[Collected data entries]
☆ ☆ ☆ ☆ ☆

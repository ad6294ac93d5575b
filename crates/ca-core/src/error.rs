//! Core error types for Claude Anywhere
//!
//! Each failure class is terminal for exactly one scope: a `BindError`
//! stops the listener from starting, an `AuthError` closes one connection,
//! a `SpawnError` ends one session attempt and a `StreamError` tears down
//! one live session.

use std::net::SocketAddr;
use std::path::PathBuf;
use thiserror::Error;

use crate::types::NetworkMode;

/// Top-level error type for the relay
#[derive(Error, Debug)]
pub enum RelayError {
    /// The listener could not be started
    #[error("Bind failure: {0}")]
    Bind(#[from] BindError),

    /// A connection failed authentication
    #[error("Authentication failure: {0}")]
    Auth(#[from] AuthError),

    /// A session could not be spawned
    #[error("Spawn failure: {0}")]
    Spawn(#[from] SpawnError),

    /// A live session lost one of its streams
    #[error("Stream failure: {0}")]
    Stream(#[from] StreamError),

    /// Configuration error
    #[error("Configuration error: {0}")]
    Config(#[from] ConfigError),

    /// I/O error
    #[error("I/O error: {0}")]
    Io(#[from] std::io::Error),
}

/// Network resolution errors
#[derive(Error, Debug, Clone, PartialEq, Eq)]
pub enum ResolveError {
    /// No interface address usable for the requested mode
    #[error("No usable address found for {0} mode")]
    NoAddressFound(NetworkMode),
}

/// Reasons the relay refuses to start listening
#[derive(Error, Debug)]
pub enum BindError {
    /// Resolver found nothing to bind to
    #[error(transparent)]
    Resolve(#[from] ResolveError),

    /// Automatic start on a network the user has not trusted
    #[error("Network {network} is not trusted; start the relay explicitly or trust this network")]
    UntrustedNetwork { network: String },

    /// The listening socket could not be opened
    #[error("Failed to listen on {addr}: {source}")]
    Listen {
        addr: SocketAddr,
        #[source]
        source: std::io::Error,
    },

    /// The relay is already listening
    #[error("Relay is already running on {0}")]
    AlreadyRunning(SocketAddr),
}

/// Authentication failures (never carry the presented credential)
#[derive(Error, Debug, Clone, PartialEq, Eq)]
pub enum AuthError {
    /// Init message arrived without a token
    #[error("Missing token")]
    MissingToken,

    /// Token did not match
    #[error("Invalid token")]
    InvalidToken,

    /// No init message within the auth timeout
    #[error("Timed out waiting for init message")]
    Timeout,

    /// First frame was not a valid init message
    #[error("Malformed init message: {0}")]
    Malformed(String),

    /// Socket closed before authenticating
    #[error("Connection closed before authentication")]
    Disconnected,
}

/// Session creation failures
#[derive(Error, Debug)]
pub enum SpawnError {
    /// Pseudo-terminal allocation failed
    #[error("PTY allocation failed: {0}")]
    PtyAllocation(String),

    /// The agent command could not be started
    #[error("Failed to spawn {program}: {reason}")]
    Command { program: String, reason: String },

    /// Could not obtain the PTY reader or writer
    #[error("PTY I/O setup failed: {0}")]
    Io(String),

    /// Session limit exceeded
    #[error("Session limit of {0} reached")]
    LimitExceeded(u32),
}

/// Mid-session I/O failures
#[derive(Error, Debug)]
pub enum StreamError {
    /// WebSocket read or write failed
    #[error("Socket error: {0}")]
    Socket(String),

    /// PTY read or write failed
    #[error("PTY error: {0}")]
    Pty(#[from] std::io::Error),

    /// Peer went silent past the heartbeat timeout
    #[error("No traffic for {0:?}")]
    HeartbeatTimeout(std::time::Duration),
}

/// Configuration-related errors
#[derive(Error, Debug)]
pub enum ConfigError {
    /// Config file not found
    #[error("Config file not found: {0}")]
    NotFound(PathBuf),

    /// Invalid configuration
    #[error("Invalid config: {0}")]
    Invalid(String),

    /// TOML parse error
    #[error("TOML parse error: {0}")]
    Parse(#[from] toml::de::Error),

    /// TOML serialize error
    #[error("TOML serialize error: {0}")]
    Serialize(#[from] toml::ser::Error),
}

☆ ☆ ☆ ☆ ☆

__Required action__
Will you return exactly the lines above from the one with "pub enum AuthError" down to the one with "valid init message", counting both as part of the range?

__Result for this exercise__
pub enum AuthError {
    /// Init message arrived without a token
    #[error("Missing token")]
    MissingToken,

    /// Token did not match
    #[error("Invalid token")]
    InvalidToken,

    /// No init message within the auth timeout
    #[error("Timed out waiting for init message")]
    Timeout,

    /// First frame was not a valid init message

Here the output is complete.